Background, aim and scope
The influence of pH (range 6.5–8.5) on the uptake of Zn, Cd, Pb, Cu, Ni, Cr, Hg, and As by juveniles of the clam Ruditapes philippinarum was examined in order to understand whether variation in sediment pH has significant repercussions on metal bioaccumulation.
Materials and methods
Clams were exposed to sediments collected in three locations in the Gulf of Cadiz (Huelva, Guadalquivir and Bay of Cadiz) and to contaminated particles derived from an accidental mining spill in Spain.
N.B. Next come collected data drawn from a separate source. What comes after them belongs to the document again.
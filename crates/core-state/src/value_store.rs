//! Value Store: per-frame slot storage (spec.md §4.1).
//!
//! Storage is banked by [`StorageClass`] so numeric slots never get boxed.
//! `write` enforces single-writer-per-frame (I2) by tracking the set of
//! slots written this frame and failing on a repeat. `clear_frame` resets
//! only that tracker — stored values persist across the boundary so that
//! initial values and persistent "carry" reads (I3) keep working without any
//! special-casing at read time.
//!
//! Compile-time initial slot values are installed once via
//! [`ValueStore::load_initial`], which writes the bank directly without
//! touching the write-tracker — spec.md §9's open question resolves these as
//! *pre-frame* installation, not a per-frame write, so a step is still free
//! to write that same slot on frame 1.

use std::collections::{HashMap, HashSet};
use std::sync::Arc;

use core_model::{RuntimeFault, SlotId, SlotMeta, StepId, StorageClass, Value};

#[derive(Debug, Default)]
struct Banks {
    f64s: Vec<f64>,
    f32s: Vec<f32>,
    i32s: Vec<i32>,
    u32s: Vec<u32>,
    objects: Vec<Option<Arc<dyn std::any::Any + Send + Sync>>>,
}

impl Banks {
    fn ensure_len(&mut self, class: StorageClass, offset: u32) {
        let needed = offset as usize + 1;
        match class {
            StorageClass::F64 => {
                if self.f64s.len() < needed {
                    self.f64s.resize(needed, 0.0);
                }
            }
            StorageClass::F32 => {
                if self.f32s.len() < needed {
                    self.f32s.resize(needed, 0.0);
                }
            }
            StorageClass::I32 => {
                if self.i32s.len() < needed {
                    self.i32s.resize(needed, 0);
                }
            }
            StorageClass::U32 => {
                if self.u32s.len() < needed {
                    self.u32s.resize(needed, 0);
                }
            }
            StorageClass::Object => {
                if self.objects.len() < needed {
                    self.objects.resize(needed, None);
                }
            }
        }
    }
}

#[derive(Debug, Default)]
pub struct ValueStore {
    metas: HashMap<SlotId, SlotMeta>,
    banks: Banks,
    written_this_frame: HashSet<SlotId>,
}

impl ValueStore {
    pub fn new(slots: &[SlotMeta]) -> Self {
        let mut store = ValueStore::default();
        for meta in slots {
            store.banks.ensure_len(meta.storage, meta.offset);
            store.metas.insert(meta.id, meta.clone());
        }
        store
    }

    fn meta(&self, slot: SlotId) -> Option<&SlotMeta> {
        self.metas.get(&slot)
    }

    /// Install a compile-time initial value. Not tracked as a per-frame
    /// write (spec.md §9).
    pub fn load_initial(&mut self, slot: SlotId, value: Value) -> Result<(), RuntimeFault> {
        self.write_raw(slot, value, None)
    }

    /// Write `value` into `slot` as part of executing `step`. Fails if the
    /// slot is unknown, the storage class doesn't match, or the slot has
    /// already been written this frame.
    pub fn write(&mut self, step: StepId, slot: SlotId, value: Value) -> Result<(), RuntimeFault> {
        if self.written_this_frame.contains(&slot) {
            return Err(RuntimeFault::DoubleWrite { step, slot });
        }
        self.write_raw(slot, value, Some(step))?;
        self.written_this_frame.insert(slot);
        tracing::trace!(target: "state.value_store", ?slot, "write");
        Ok(())
    }

    fn write_raw(
        &mut self,
        slot: SlotId,
        value: Value,
        step: Option<StepId>,
    ) -> Result<(), RuntimeFault> {
        let meta = self.meta(slot).ok_or_else(|| {
            step.map(|s| RuntimeFault::MissingSlotMeta { step: s, slot })
                .unwrap_or(RuntimeFault::MissingSlotMeta {
                    step: StepId(u32::MAX),
                    slot,
                })
        })?;
        let expected = meta.storage;
        let attempted = value.storage_class();
        if expected != attempted {
            return Err(RuntimeFault::StorageMismatch {
                step: step.unwrap_or(StepId(u32::MAX)),
                slot,
                expected,
                attempted,
            });
        }
        let offset = meta.offset as usize;
        match value {
            Value::F64(v) => self.banks.f64s[offset] = v,
            Value::F32(v) => self.banks.f32s[offset] = v,
            Value::I32(v) => self.banks.i32s[offset] = v,
            Value::U32(v) => self.banks.u32s[offset] = v,
            Value::Object(v) => self.banks.objects[offset] = Some(v),
        }
        Ok(())
    }

    /// Read the current value of `slot`. Returns the compiler-supplied
    /// initial value, the last value written (possibly in an earlier
    /// frame), or the implementation-defined numeric zero default if
    /// nothing was ever written (spec.md §3 I3).
    pub fn read(&self, step: StepId, slot: SlotId) -> Result<Value, RuntimeFault> {
        let meta = self
            .meta(slot)
            .ok_or(RuntimeFault::UnknownSlotRead { step, slot })?;
        let offset = meta.offset as usize;
        Ok(match meta.storage {
            StorageClass::F64 => Value::F64(self.banks.f64s[offset]),
            StorageClass::F32 => Value::F32(self.banks.f32s[offset]),
            StorageClass::I32 => Value::I32(self.banks.i32s[offset]),
            StorageClass::U32 => Value::U32(self.banks.u32s[offset]),
            StorageClass::Object => self
                .banks
                .objects
                .get(offset)
                .and_then(|o| o.clone())
                .map(Value::Object)
                .unwrap_or_else(|| Value::zero_for(StorageClass::Object)),
        })
    }

    pub fn has_written_this_frame(&self, slot: SlotId) -> bool {
        self.written_this_frame.contains(&slot)
    }

    /// Reset the per-frame write tracker. Stored values are untouched.
    pub fn clear_frame(&mut self) {
        self.written_this_frame.clear();
    }
}

#[cfg(test)]
mod tests {
    use super::*;
    use core_model::Domain;
    use core_model::World;

    fn meta(id: u32, storage: StorageClass, offset: u32) -> SlotMeta {
        SlotMeta::new(SlotId(id), storage, offset, World::Signal, Domain::Float)
    }

    #[test]
    fn write_then_read_roundtrip() {
        let metas = vec![meta(0, StorageClass::F64, 0)];
        let mut vs = ValueStore::new(&metas);
        vs.write(StepId(1), SlotId(0), Value::F64(3.5)).unwrap();
        assert_eq!(vs.read(StepId(1), SlotId(0)).unwrap(), Value::F64(3.5));
    }

    #[test]
    fn double_write_same_frame_is_fatal() {
        let metas = vec![meta(0, StorageClass::F64, 0)];
        let mut vs = ValueStore::new(&metas);
        vs.write(StepId(1), SlotId(0), Value::F64(1.0)).unwrap();
        let err = vs.write(StepId(2), SlotId(0), Value::F64(2.0)).unwrap_err();
        assert_eq!(
            err,
            RuntimeFault::DoubleWrite {
                step: StepId(2),
                slot: SlotId(0)
            }
        );
    }

    #[test]
    fn clear_frame_allows_rewrite_and_preserves_value() {
        let metas = vec![meta(0, StorageClass::F64, 0)];
        let mut vs = ValueStore::new(&metas);
        vs.write(StepId(1), SlotId(0), Value::F64(1.0)).unwrap();
        vs.clear_frame();
        assert_eq!(vs.read(StepId(1), SlotId(0)).unwrap(), Value::F64(1.0));
        vs.write(StepId(1), SlotId(0), Value::F64(2.0)).unwrap();
        assert_eq!(vs.read(StepId(1), SlotId(0)).unwrap(), Value::F64(2.0));
    }

    #[test]
    fn storage_mismatch_is_fatal() {
        let metas = vec![meta(0, StorageClass::F64, 0)];
        let mut vs = ValueStore::new(&metas);
        let err = vs.write(StepId(1), SlotId(0), Value::I32(1)).unwrap_err();
        assert!(matches!(err, RuntimeFault::StorageMismatch { .. }));
    }

    #[test]
    fn unwritten_numeric_slot_defaults_to_zero() {
        let metas = vec![meta(0, StorageClass::F64, 0)];
        let vs = ValueStore::new(&metas);
        assert_eq!(vs.read(StepId(1), SlotId(0)).unwrap(), Value::F64(0.0));
    }

    #[test]
    fn initial_load_is_not_a_tracked_write() {
        let metas = vec![meta(0, StorageClass::F64, 0)];
        let mut vs = ValueStore::new(&metas);
        vs.load_initial(SlotId(0), Value::F64(9.0)).unwrap();
        assert!(!vs.has_written_this_frame(SlotId(0)));
        vs.write(StepId(1), SlotId(0), Value::F64(1.0)).unwrap();
        assert_eq!(vs.read(StepId(1), SlotId(0)).unwrap(), Value::F64(1.0));
    }

    #[test]
    fn unknown_slot_read_and_write_are_fatal() {
        let vs = ValueStore::new(&[]);
        assert!(matches!(
            vs.read(StepId(1), SlotId(5)),
            Err(RuntimeFault::UnknownSlotRead { .. })
        ));
        let mut vs2 = ValueStore::new(&[]);
        assert!(matches!(
            vs2.write(StepId(1), SlotId(5), Value::F64(1.0)),
            Err(RuntimeFault::MissingSlotMeta { .. })
        ));
    }
}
With a notable exception of metal Cd, the concentration of metals within clams significantly increased (p < 0.1) when sediment pH was lowered by one or two units. Moreover, the magnitude of this effect was dependent on the type of sediment contamination.
Lower pH increases metal solubility and reduces or invert the metal sorption of metals to sediments. Increases in free metal ions in water favors metal uptake by clams, hence pH is an important factor controlling the mobility of these metals within sediments and their subsequent bioaccumulation within biota. Although sediment-water exchange of Cd can increase with acidification, this excess may be counterbalanced by the presence of ligands in seawater preventing the uptake by organism. Besides chlorines, Cd has also an affinity with carbonates and other ligands present in sea water. These Cd-carbonate complexes may reduce the bioavailable to organisms.
These results highlight the potential implications of sediment acidification, either due to the storage excess of organic matter or to the forced capture of CO2, on the increasing metal availability to benthic organisms.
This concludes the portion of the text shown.